Start of Material for this task

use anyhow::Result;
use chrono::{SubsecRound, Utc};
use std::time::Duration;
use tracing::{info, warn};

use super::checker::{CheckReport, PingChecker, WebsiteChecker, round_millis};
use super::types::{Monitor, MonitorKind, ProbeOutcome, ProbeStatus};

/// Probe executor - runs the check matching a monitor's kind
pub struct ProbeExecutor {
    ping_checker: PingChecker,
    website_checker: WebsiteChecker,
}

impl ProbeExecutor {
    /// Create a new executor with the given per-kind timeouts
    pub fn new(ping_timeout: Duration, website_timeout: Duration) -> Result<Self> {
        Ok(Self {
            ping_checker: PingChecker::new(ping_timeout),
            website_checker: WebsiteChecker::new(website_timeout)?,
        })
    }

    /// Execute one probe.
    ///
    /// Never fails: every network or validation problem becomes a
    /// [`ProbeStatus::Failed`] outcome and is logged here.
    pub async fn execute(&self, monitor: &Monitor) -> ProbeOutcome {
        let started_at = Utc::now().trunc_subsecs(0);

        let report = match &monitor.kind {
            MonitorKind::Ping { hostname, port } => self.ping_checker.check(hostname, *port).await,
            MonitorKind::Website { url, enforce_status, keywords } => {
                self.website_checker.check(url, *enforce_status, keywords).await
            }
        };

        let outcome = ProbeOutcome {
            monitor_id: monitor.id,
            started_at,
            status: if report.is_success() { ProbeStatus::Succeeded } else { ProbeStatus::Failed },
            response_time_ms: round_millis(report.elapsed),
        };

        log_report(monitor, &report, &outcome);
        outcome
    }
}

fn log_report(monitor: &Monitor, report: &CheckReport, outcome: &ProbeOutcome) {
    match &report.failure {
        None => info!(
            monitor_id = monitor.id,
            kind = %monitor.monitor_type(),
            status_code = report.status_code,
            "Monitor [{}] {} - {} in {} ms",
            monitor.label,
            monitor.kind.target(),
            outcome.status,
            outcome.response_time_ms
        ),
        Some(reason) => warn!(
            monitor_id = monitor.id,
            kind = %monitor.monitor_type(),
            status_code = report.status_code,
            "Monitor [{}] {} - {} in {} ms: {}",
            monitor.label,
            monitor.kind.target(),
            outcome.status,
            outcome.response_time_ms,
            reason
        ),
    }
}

End of Material for this task
Start of Material for this task

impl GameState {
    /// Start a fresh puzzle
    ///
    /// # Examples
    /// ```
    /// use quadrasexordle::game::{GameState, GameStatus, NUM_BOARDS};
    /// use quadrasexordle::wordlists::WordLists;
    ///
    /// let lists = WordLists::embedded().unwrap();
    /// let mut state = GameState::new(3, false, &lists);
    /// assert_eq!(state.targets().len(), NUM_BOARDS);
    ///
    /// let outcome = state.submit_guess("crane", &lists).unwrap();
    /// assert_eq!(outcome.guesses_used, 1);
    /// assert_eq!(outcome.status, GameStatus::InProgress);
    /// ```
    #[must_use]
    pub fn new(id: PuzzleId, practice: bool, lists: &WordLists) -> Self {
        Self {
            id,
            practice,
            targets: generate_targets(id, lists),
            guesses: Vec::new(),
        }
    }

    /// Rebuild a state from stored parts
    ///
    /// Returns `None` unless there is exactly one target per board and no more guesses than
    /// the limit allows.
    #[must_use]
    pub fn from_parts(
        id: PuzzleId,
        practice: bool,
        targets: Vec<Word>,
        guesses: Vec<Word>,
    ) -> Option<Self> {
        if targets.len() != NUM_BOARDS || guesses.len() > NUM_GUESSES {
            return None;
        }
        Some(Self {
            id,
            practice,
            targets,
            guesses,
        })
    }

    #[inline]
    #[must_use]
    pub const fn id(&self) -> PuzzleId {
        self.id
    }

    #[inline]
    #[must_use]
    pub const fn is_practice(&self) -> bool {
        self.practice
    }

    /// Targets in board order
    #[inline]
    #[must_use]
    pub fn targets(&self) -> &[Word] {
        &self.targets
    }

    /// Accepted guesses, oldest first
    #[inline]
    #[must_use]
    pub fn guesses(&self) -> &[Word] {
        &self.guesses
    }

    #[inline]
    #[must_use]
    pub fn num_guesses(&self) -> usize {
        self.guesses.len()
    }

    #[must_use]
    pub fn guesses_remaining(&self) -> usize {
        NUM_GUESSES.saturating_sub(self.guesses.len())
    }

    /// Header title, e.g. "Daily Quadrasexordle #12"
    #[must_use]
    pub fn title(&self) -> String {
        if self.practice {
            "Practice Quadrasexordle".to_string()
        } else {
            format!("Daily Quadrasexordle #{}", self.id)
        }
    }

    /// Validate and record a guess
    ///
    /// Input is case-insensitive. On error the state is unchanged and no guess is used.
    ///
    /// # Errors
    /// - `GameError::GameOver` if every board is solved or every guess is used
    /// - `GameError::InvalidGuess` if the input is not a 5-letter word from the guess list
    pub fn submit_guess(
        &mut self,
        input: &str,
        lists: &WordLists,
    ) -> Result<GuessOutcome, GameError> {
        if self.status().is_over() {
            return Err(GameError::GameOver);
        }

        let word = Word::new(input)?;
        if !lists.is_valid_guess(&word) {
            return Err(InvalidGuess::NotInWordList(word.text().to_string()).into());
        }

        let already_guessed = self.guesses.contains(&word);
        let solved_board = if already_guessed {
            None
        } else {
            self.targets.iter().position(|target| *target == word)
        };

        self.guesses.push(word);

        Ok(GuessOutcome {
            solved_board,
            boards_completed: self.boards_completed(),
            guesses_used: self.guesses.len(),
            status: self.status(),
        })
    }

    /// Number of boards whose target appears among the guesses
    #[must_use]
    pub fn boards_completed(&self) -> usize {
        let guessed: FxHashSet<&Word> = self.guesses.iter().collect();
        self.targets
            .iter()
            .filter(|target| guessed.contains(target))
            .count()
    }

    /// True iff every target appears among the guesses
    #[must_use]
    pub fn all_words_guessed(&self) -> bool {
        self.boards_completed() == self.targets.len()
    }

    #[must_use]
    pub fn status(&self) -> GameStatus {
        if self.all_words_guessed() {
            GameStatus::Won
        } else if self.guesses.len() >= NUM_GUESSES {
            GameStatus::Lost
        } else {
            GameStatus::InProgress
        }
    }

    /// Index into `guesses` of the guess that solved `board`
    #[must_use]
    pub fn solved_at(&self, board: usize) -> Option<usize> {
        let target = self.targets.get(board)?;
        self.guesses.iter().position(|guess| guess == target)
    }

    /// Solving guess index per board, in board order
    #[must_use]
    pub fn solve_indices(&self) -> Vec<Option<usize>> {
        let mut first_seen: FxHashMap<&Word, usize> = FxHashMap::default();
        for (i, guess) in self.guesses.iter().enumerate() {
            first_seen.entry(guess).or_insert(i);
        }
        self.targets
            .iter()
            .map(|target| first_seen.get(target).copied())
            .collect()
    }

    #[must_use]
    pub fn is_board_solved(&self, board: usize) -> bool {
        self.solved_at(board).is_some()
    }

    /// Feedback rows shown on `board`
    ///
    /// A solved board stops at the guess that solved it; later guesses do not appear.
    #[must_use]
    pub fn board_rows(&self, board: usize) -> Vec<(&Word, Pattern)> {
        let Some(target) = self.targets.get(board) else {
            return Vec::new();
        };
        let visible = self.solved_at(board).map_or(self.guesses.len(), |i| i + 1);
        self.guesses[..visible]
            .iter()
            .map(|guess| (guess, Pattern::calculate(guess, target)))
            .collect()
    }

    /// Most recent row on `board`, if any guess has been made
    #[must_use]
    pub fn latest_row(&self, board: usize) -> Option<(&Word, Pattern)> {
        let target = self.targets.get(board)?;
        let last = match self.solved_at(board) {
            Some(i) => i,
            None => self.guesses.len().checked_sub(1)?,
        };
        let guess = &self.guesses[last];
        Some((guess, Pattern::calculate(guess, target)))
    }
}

End of Material for this task

Scan the records above for the string "ProbeStatus", then copy each line where it turns up.

use super::types::{Monitor, MonitorKind, ProbeOutcome, ProbeStatus};
    /// [`ProbeStatus::Failed`] outcome and is logged here.
            status: if report.is_success() { ProbeStatus::Succeeded } else { ProbeStatus::Failed },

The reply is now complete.